SEMINARIANS LEARN TO MIX ART, RELIGION

February 19 2010

Washington Post article
November 16, 1991

Seminarians Learn to Mix Art, Religion

Wesley Is Nation’s First With Required Courses

by Carey Kinsolving

For some, art and religion exist at polar extremes – never to meet. But at Washington’s Wesley Theological Seminary, seminarians are learning that the two are not mutually exclusive.

Instead, they are learning that the creative process that becomes a painting or sculpture is not unlike the daily struggle of living by faith.

Catherine Kapikian, director of the Center for the Arts and Religion at Wesley, is one of the leading proponents of artistic expression within Christendom.

“I think there is radical isolation today between the arts community and the religious community,” she said. “I think that is very unhealthy because I view them as siblings.”

Through Kapikian’s passionate persistence, Wesley’s theological degree programs are the first in this country to require art courses.

Course titles such as “Contemplative Drawing: A Journey to the Fuller Self” attempt to combine the spiritual and the esthetic in a way that challenges students to make connections between exploring the unknown in the creative process and living by faith.

Kapikian views both as high-risk ventures.

And she impresses upon her students the importance of the creative process as much as the final product of their work.

Her courses introduce theological students to a non-verbal vocabulary of art that is as alien to them as when they first encounter Greek or Hebrew.

The Christian faith, for Kapikian, is similar to the creative process – always daring, challenging and engaging.

She said a blank canvas often is a source of terror to her. It takes a radical leap of faith to encounter the unknown with confidence that solutions will come.

“Those of us who do live by faith know that it’s the genius of life reverberating with new possibility, and our responsibility is to engage in it,” she said.

In 1979, the year of her graduation from Wesley, Kapikian sent the administration a one-page proposal for an art studio and an artist-in-residence program.

She said she felt her theological education had been “truncated” and she wanted to enrich the curriculum by starting an art program.

After the administration rejected her idea, it reversed itself, and Kapikian began what she calls her art-ministry. Thus, the Center for the Arts and Religion was born.

Kapikian instituted an open-door policy so that skeptical, left-brained (analytical side of the brain) theologians could come to the art studio at any time to explore the world of the right-brainers.

The sign that hung outside her door said it all: “An artist is not a special kind of person. Every person is a special kind of artist.”

Kapikian’s engaging personality and enthusiasm has led to converts.

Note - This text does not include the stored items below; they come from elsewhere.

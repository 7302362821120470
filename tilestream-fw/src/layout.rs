// SPDX-License-Identifier: MIT
// Copyright (c) 2026 ADNT Sarl <info@adnt.io>

use tilestream_common::protocol::{FLASH_SECTOR_SIZE, VOLUME_DIR_ADDR};

unsafe extern "C" {
    static __volume_dir: u32;
    static __volume_area_end: u32;
}

macro_rules! linker_addr {
    ($sym:ident) => {
        unsafe { &$sym as *const u32 as u32 }
    };
}

pub struct MemoryLayout {
    pub volume_dir: u32,
    pub volume_area: u32,
    pub volume_area_end: u32,
}

impl MemoryLayout {
    pub fn from_linker() -> Self {
        let volume_dir = linker_addr!(__volume_dir);
        Self {
            volume_dir,
            volume_area: volume_dir + FLASH_SECTOR_SIZE,
            volume_area_end: linker_addr!(__volume_area_end),
        }
    }

    /// Whether the linker script agrees with the address the host tool uses.
    pub fn matches_protocol(&self) -> bool {
        self.volume_dir == VOLUME_DIR_ADDR
    }
}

One of them is freshman Eric Geigrich. An interest in theology brought him to Wesley, but a love for art is leading him into an art-ministry.

“I want to design retreats, workshops and seminars, and put traditional theology and the arts in dialogue,” Geigrich said.

Another convert is Constance Laundon Pierce, who now serves as curator for the art gallery on Wesley’s campus, Dadian Gallery, which opened in 1989.

Pierce said she read a magazine article about Kapikian and sensed that she had found a kindred spirit. Pierce left her faculty position at the Cleveland Institute of Art and accepted a one-year artist-in-residency fellowship at Wesley’s center.

When the curator’s position opened, Pierce applied and was selected for the job. The exhibit showing through Nov. 22, “Wrestling With the Angel: Trials and Tribulation,” represents her fist exhibit since being appointed curator earlier this year.

Pierce said she’s especially proud to display two works by well-known abstract expressionist Grace Hartigan. Washington printmaker Susan Due Pearcy has seven pieces in the exhibit.

Pierce draws an analogy between the struggle artists encounter in the creative process and the biblical patriarch Jacob’s struggle with the angel: “Alone in the studio, the artist may approach the unfinished work like Jacob wrestling with the angel: ‘I will not let you go till you bless me.’”

When one surveys the strong link between Christianity and the arts beginning in the 4th century, it seems a bit strange to talk about the uniqueness of an art program associated with a Protestant seminary.

Art historian Thomas Howard has provided sound theological reasoning for the link:

“The very foundations of Christianity are the doctrines of creation and incarnation. It is inevitable that Christianity should robustly celebrate human flesh, created in the image of God, made the habitation of the incarnate God, and redeemed for the vision of God at last.”